◆ **What the task asks**: Pick out each line of the records in which the word "PartialEq" appears.

◆ **Available data**:
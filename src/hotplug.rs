//! User-space hotplug notification (spec §6 Environment): spawns a
//! configured helper with `ACTION=add|remove DMNAME=<name>` on
//! `create`/`remove`. A no-op when no helper is configured — there is no
//! async process runtime in scope, so a plain blocking `std::process::Command`
//! spawn is enough; the helper is fire-and-forget, its exit status logged but
//! never propagated as a mapper error (a broken udev rule must not fail a
//! `create`).

use std::process::Command;

#[derive(Debug, Clone, Copy, PartialEq, Eq)]
pub enum Action {
    Add,
    Remove,
}

impl Action {
    fn as_str(self) -> &'static str {
        match self {
            Action::Add => "add",
            Action::Remove => "remove",
        }
    }
}

pub fn notify(helper: Option<&str>, action: Action, name: &str) {
    let Some(helper) = helper else {
        return;
    };

    let result = Command::new(helper)
        .env("ACTION", action.as_str())
        .env("DMNAME", name)
        .status();

    match result {
        Ok(status) if status.success() => {
            tracing::debug!(helper, action = action.as_str(), name, "hotplug helper ran");
        }
        Ok(status) => {
            tracing::warn!(
                helper,
                action = action.as_str(),
                name,
                ?status,
                "hotplug helper exited non-zero"
            );
        }
        Err(error) => {
            tracing::warn!(
                helper,
                action = action.as_str(),
                name,
                %error,
                "failed to spawn hotplug helper"
            );
        }
    }
}
//! Error-injecting target: fails `map` synchronously when configured to,
//! and otherwise forwards transparently while optionally claiming
//! ownership of failed completions to exercise the `err` hook (spec §8 S4,
//! S5).

use parking_lot::Mutex;

use crate::{
    completion::DeferredCompletion,
    request::{Request, RequestInfo, Rw},
    target::{MapResult, Target, TargetFlags},
};

pub struct ErrorTarget {
    name: String,
    fail_map: nix::errno::Errno,
    should_fail_map: bool,
    handle_completion_errors: bool,
    stashed: Mutex<Option<DeferredCompletion>>,
}

impl ErrorTarget {
    /// A target that fails every `map` call with `errno` (spec §8 S4).
    pub fn failing(name: impl Into<String>, errno: nix::errno::Errno) -> Self {
        Self {
            name: name.into(),
            fail_map: errno,
            should_fail_map: true,
            handle_completion_errors: false,
            stashed: Mutex::new(None),
        }
    }

    /// A target that forwards transparently but claims ownership of failed
    /// completions (spec §8 S5), to be finished later via
    /// `complete_stashed`.
    pub fn handling_completions(name: impl Into<String>) -> Self {
        Self {
            name: name.into(),
            fail_map: nix::errno::Errno::EIO,
            should_fail_map: false,
            handle_completion_errors: true,
            stashed: Mutex::new(None),
        }
    }

    /// Finishes a completion this target previously claimed ownership of.
    /// Panics if none is stashed — a test-only convenience, not a retry
    /// loop.
    pub fn complete_stashed(&self, uptodate: bool) {
        let completion = self
            .stashed
            .lock()
            .take()
            .expect("no completion stashed to finish");
        completion.finish(uptodate);
    }

    pub fn has_stashed_completion(&self) -> bool {
        self.stashed.lock().is_some()
    }
}

impl Target for ErrorTarget {
    fn name(&self) -> &str {
        &self.name
    }

    fn flags(&self) -> TargetFlags {
        TargetFlags::empty()
    }

    fn map(&self, _req: &mut Request, _rw: Rw) -> MapResult {
        if self.should_fail_map {
            MapResult::Error(self.fail_map)
        } else {
            MapResult::Forwarded
        }
    }

    fn err(
        &self,
        _info: &RequestInfo,
        _rw: Rw,
        completion: DeferredCompletion,
    ) -> Result<(), DeferredCompletion> {
        if self.handle_completion_errors {
            *self.stashed.lock() = Some(completion);
            Ok(())
        } else {
            Err(completion)
        }
    }
}
//! Logging setup, trimmed down from `io-engine`'s `logger.rs`: same
//! `tracing` + `tracing-subscriber` + `tracing-log` stack (bridging `log`
//! macros emitted by third-party crates such as `nix`), minus the SPDK log
//! bridge and the multi-style JSON/compact formatters, since there is no
//! SPDK here and a single human-readable format is all the ambient stack
//! needs.

use std::io::IsTerminal;

use tracing_log::LogTracer;
use tracing_subscriber::{fmt, EnvFilter};

/// Initializes the global tracing subscriber. `directives` follows the
/// usual `RUST_LOG`-style syntax, e.g. `"dm_engine=debug"`.
///
/// Safe to call more than once; subsequent calls are no-ops.
pub fn init(directives: &str) {
    let _ = LogTracer::init();

    let filter = EnvFilter::try_new(directives).unwrap_or_else(|_| EnvFilter::new("info"));

    let _ = fmt()
        .with_env_filter(filter)
        .with_ansi(std::io::stdout().is_terminal())
        .with_target(true)
        .try_init();
}
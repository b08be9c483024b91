//! The handle a `Target::err` implementation receives for a failed
//! completion it chooses to handle (spec §4.5 step 2). Ownership of
//! finishing the request — decrementing the owning table's `pending` and
//! invoking the upper layer's original `end_io` — travels with this value:
//! either the trampoline finishes it immediately (the target declined), or
//! the target stashes it and finishes it later, exactly once, from
//! wherever its own retry/recovery logic completes.

use std::sync::Arc;

use crate::{
    mapping::MappingTable,
    request::{EndIo, RequestInfo},
};

pub struct DeferredCompletion {
    table: Arc<MappingTable>,
    end_io: Option<EndIo>,
    info: RequestInfo,
}

impl DeferredCompletion {
    pub(crate) fn new(table: Arc<MappingTable>, end_io: EndIo, info: RequestInfo) -> Self {
        Self {
            table,
            end_io: Some(end_io),
            info,
        }
    }

    /// The (immutable) request metadata this completion belongs to.
    pub fn info(&self) -> RequestInfo {
        self.info
    }

    /// Decrements the owning table's `pending` and invokes the original
    /// `end_io` with `uptodate`. Consumes `self`, enforcing "exactly once"
    /// at the type level.
    pub fn finish(mut self, uptodate: bool) {
        self.table.dec_pending();
        if let Some(end_io) = self.end_io.take() {
            end_io(self.info, uptodate);
        }
    }
}
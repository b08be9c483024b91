//! The mapping table (spec §3 `MappingTable`, §4.1, C2): an immutable,
//! sorted partition of the sector space into per-target intervals, with an
//! implicit B-tree over `highs` for O(log N) lookup (spec §9 "Implicit
//! B-tree as arena+index" — a flat array of keys addressed by
//! `(level, node, slot)` arithmetic, no pointer graph).

use std::sync::{
    atomic::{AtomicU32, Ordering},
    Arc,
};

use parking_lot::{Condvar, Mutex};

use crate::{
    constants::KEYS_PER_NODE,
    error::{DmError, DmResult},
    target::Target,
};

/// One bound target, as supplied by the (out-of-scope) table loader.
pub struct TargetEntry {
    /// Inclusive last sector this target owns.
    pub high: u64,
    pub target: Arc<dyn Target>,
}

impl TargetEntry {
    pub fn new(high: u64, target: Arc<dyn Target>) -> Self {
        Self { high, target }
    }
}

pub struct MappingTable {
    highs: Vec<u64>,
    targets: Vec<Arc<dyn Target>>,
    depth: usize,
    /// `nodes[level]` is a flat array of `level_len(level) * KEYS_PER_NODE`
    /// keys; node `n`'s keys occupy `[n*K, n*K+K)`.
    nodes: Vec<Vec<u64>>,
    level_len: Vec<usize>,
    pending: AtomicU32,
    wait_lock: Mutex<()>,
    wait_cv: Condvar,
    hardsect_size: u32,
}

impl MappingTable {
    /// Builds a frozen mapping table from a sorted list of target entries.
    /// `highs` must be strictly increasing and non-empty (spec §3
    /// invariants; spec §4.6 guards `activate` on `num_targets > 0`).
    pub fn new(entries: Vec<TargetEntry>, hardsect_size: u32) -> DmResult<Self> {
        if entries.is_empty() {
            return Err(DmError::InvalidArgument {
                reason: "mapping table must have at least one target".into(),
            });
        }

        let mut highs = Vec::with_capacity(entries.len());
        let mut targets = Vec::with_capacity(entries.len());
        let mut prev: Option<u64> = None;
        for e in entries {
            if let Some(p) = prev {
                if e.high <= p {
                    return Err(DmError::InvalidArgument {
                        reason: "target highs must be strictly increasing".into(),
                    });
                }
            }
            prev = Some(e.high);
            highs.push(e.high);
            targets.push(e.target);
        }

        let (level_len, nodes, depth) = build_tree(&highs);

        Ok(Self {
            highs,
            targets,
            depth,
            nodes,
            level_len,
            pending: AtomicU32::new(0),
            wait_lock: Mutex::new(()),
            wait_cv: Condvar::new(),
            hardsect_size,
        })
    }

    pub fn num_targets(&self) -> usize {
        self.targets.len()
    }

    pub fn hardsect_size(&self) -> u32 {
        self.hardsect_size
    }

    /// Total addressable size of the table, in sectors.
    pub fn size_in_sectors(&self) -> u64 {
        *self.highs.last().expect("non-empty table") + 1
    }

    pub fn target(&self, idx: usize) -> &Arc<dyn Target> {
        &self.targets[idx]
    }

    pub fn high(&self, idx: usize) -> u64 {
        self.highs[idx]
    }

    /// Descends the implicit B-tree to find the target index owning
    /// `sector` (spec §4.1 "Lookup"). Returns `None` if `sector` exceeds the
    /// table's addressable range. Boundary sectors belong to the
    /// lower-indexed target (spec §4.1 "Tie-break").
    pub fn lookup(&self, sector: u64) -> Option<usize> {
        let mut node = 0usize;
        for level in 0..self.depth {
            let k = self.scan_node(level, node, sector);
            if level == self.depth - 1 {
                let leaf = node * KEYS_PER_NODE + k;
                return if leaf < self.highs.len() {
                    Some(leaf)
                } else {
                    None
                };
            }
            node = node * (KEYS_PER_NODE + 1) + k;
            if node >= self.level_len[level + 1] {
                return None;
            }
        }
        unreachable!("depth is always >= 1")
    }

    /// Linear scan of one node's `KEYS_PER_NODE` keys, picking the smallest
    /// index whose key is `>= sector` (spec §4.1: "deliberate... the inner
    /// loop is branch-predictable and cache-resident").
    fn scan_node(&self, level: usize, node: usize, sector: u64) -> usize {
        let base = node * KEYS_PER_NODE;
        let keys = &self.nodes[level][base..base + KEYS_PER_NODE];
        keys.iter()
            .position(|&key| key >= sector)
            .unwrap_or(KEYS_PER_NODE)
    }

    /// Current count of in-flight `FORWARDED` requests issued against this
    /// table instance (spec §3 `pending`).
    pub fn pending_count(&self) -> u32 {
        self.pending.load(Ordering::Acquire)
    }

    pub(crate) fn inc_pending(&self) {
        self.pending.fetch_add(1, Ordering::AcqRel);
    }

    /// Decrements `pending`; wakes any waiter blocked in
    /// `wait_until_drained` if the count just reached zero (spec §4.5 step
    /// 3, §3 invariant "`wait` is signalled exactly on transitions
    /// `pending: k→0`").
    pub(crate) fn dec_pending(&self) {
        let prev = self.pending.fetch_sub(1, Ordering::AcqRel);
        debug_assert!(prev > 0, "pending must never go negative");
        if prev == 1 {
            let _guard = self.wait_lock.lock();
            self.wait_cv.notify_all();
        }
    }

    /// Blocks the calling thread until `pending` reaches zero (spec §4.6
    /// `suspend`). May block arbitrarily long by contract — callers needing
    /// a timeout must impose one externally (spec §5).
    pub fn wait_until_drained(&self) {
        let mut guard = self.wait_lock.lock();
        while self.pending.load(Ordering::Acquire) != 0 {
            self.wait_cv.wait(&mut guard);
        }
    }
}

/// Builds the implicit B-tree bottom-up: the leaf level mirrors `highs`
/// padded with `+∞` sentinels to a multiple of `KEYS_PER_NODE`; each
/// internal level's node stores, for each of its `KEYS_PER_NODE + 1`
/// children, the maximum leaf key reachable through that child (spec §4.1).
fn build_tree(highs: &[u64]) -> (Vec<usize>, Vec<Vec<u64>>, usize) {
    let k = KEYS_PER_NODE;

    let mut level_len = vec![highs.len().div_ceil(k).max(1)];
    while *level_len.last().unwrap() > 1 {
        let prev = *level_len.last().unwrap();
        level_len.push(prev.div_ceil(k + 1));
    }
    level_len.reverse();
    let depth = level_len.len();

    let mut nodes: Vec<Vec<u64>> = level_len.iter().map(|&n| vec![u64::MAX; n * k]).collect();

    // Fill the leaf level (last) from `highs`.
    let leaf = nodes.last_mut().unwrap();
    for (i, &h) in highs.iter().enumerate() {
        leaf[i] = h;
    }

    // Fill internal levels bottom-up: node n's key k is the max leaf key
    // under child n*(K+1)+k, i.e. that child node's own last slot (which,
    // by construction, already holds its subtree's max).
    for level in (0..depth - 1).rev() {
        let child_len = level_len[level + 1];
        let this_len = level_len[level];
        let mut this_nodes = vec![u64::MAX; this_len * k];
        for n in 0..this_len {
            for slot in 0..k {
                let child = n * (k + 1) + slot;
                if child < child_len {
                    this_nodes[n * k + slot] = nodes[level + 1][child * k + (k - 1)];
                }
            }
        }
        nodes[level] = this_nodes;
    }

    (level_len, nodes, depth)
}

#[cfg(test)]
mod tests {
    use super::*;
    use crate::targets::linear::LinearTarget;

    fn table_of(highs: &[u64]) -> MappingTable {
        let entries = highs
            .iter()
            .enumerate()
            .map(|(i, &h)| {
                TargetEntry::new(
                    h,
                    Arc::new(LinearTarget::new(format!("t{i}"), 0, 0)),
                )
            })
            .collect();
        MappingTable::new(entries, 512).unwrap()
    }

    #[test]
    fn rejects_empty_table() {
        assert!(MappingTable::new(vec![], 512).is_err());
    }

    #[test]
    fn rejects_non_increasing_highs() {
        let entries = vec![
            TargetEntry::new(99, Arc::new(LinearTarget::new("a", 0, 0))),
            TargetEntry::new(50, Arc::new(LinearTarget::new("b", 0, 0))),
        ];
        assert!(MappingTable::new(entries, 512).is_err());
    }

    #[test]
    fn lookup_two_targets_boundaries() {
        let t = table_of(&[99, 299]);
        assert_eq!(t.lookup(0), Some(0));
        assert_eq!(t.lookup(50), Some(0));
        assert_eq!(t.lookup(99), Some(0));
        assert_eq!(t.lookup(100), Some(1));
        assert_eq!(t.lookup(299), Some(1));
        assert_eq!(t.lookup(300), None);
    }

    #[test]
    fn lookup_spans_multiple_tree_levels() {
        // Force at least 3 levels: (KEYS_PER_NODE+1)^2 * KEYS_PER_NODE+ targets.
        let n = (KEYS_PER_NODE + 1) * (KEYS_PER_NODE + 1) * 2;
        let highs: Vec<u64> = (0..n).map(|i| (i as u64 + 1) * 10 - 1).collect();
        let t = table_of(&highs);

        for (i, &h) in highs.iter().enumerate() {
            assert_eq!(t.lookup(h), Some(i), "boundary sector {h}");
            if h > 0 {
                assert_eq!(t.lookup(h - 1), Some(i), "sector {} below boundary", h - 1);
            }
        }
        assert_eq!(t.lookup(*highs.last().unwrap() + 1), None);
    }

    #[test]
    fn pending_wakes_waiter_on_drain() {
        let t = Arc::new(table_of(&[99]));
        t.inc_pending();
        t.inc_pending();

        let t2 = t.clone();
        let handle = std::thread::spawn(move || {
            t2.wait_until_drained();
        });

        std::thread::sleep(std::time::Duration::from_millis(20));
        t.dec_pending();
        t.dec_pending();
        handle.join().unwrap();
        assert_eq!(t.pending_count(), 0);
    }
}
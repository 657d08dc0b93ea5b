//! Option lists attached to text search configurations and dictionaries.
//!
//! - [`codec`]: the stored text form
//! - [`ConfigurationOptionsEditor`]: merge, validate and re-encode changes

pub mod codec;
mod editor;

pub use codec::FormatError;
pub use editor::{
    merge_options, AcceptAll, ConfigurationOptionsEditor, KnownKeys, OptionChange,
    OptionValidator,
};

/// A single `key = value` option.
///
/// Values are always kept in textual form, whatever type they were given as.
#[derive(Debug, Clone, PartialEq, Eq)]
pub struct OptionEntry {
    /// Option name; compared case-insensitively by the editor.
    pub key: String,
    /// Option value.
    pub value: String,
}

impl OptionEntry {
    pub fn new(key: impl Into<String>, value: impl Into<String>) -> Self {
        Self {
            key: key.into(),
            value: value.into(),
        }
    }

    /// Returns `true` if this option's key matches `key` ignoring ASCII case.
    pub fn has_key(&self, key: &str) -> bool {
        self.key.eq_ignore_ascii_case(key)
    }
}

/// An ordered list of options.
pub type OptionList = Vec<OptionEntry>;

◆ **Response area**:
#[derive(Debug, Clone, Copy, PartialEq, Eq)]
#[derive(Debug, Clone, PartialEq, Eq)]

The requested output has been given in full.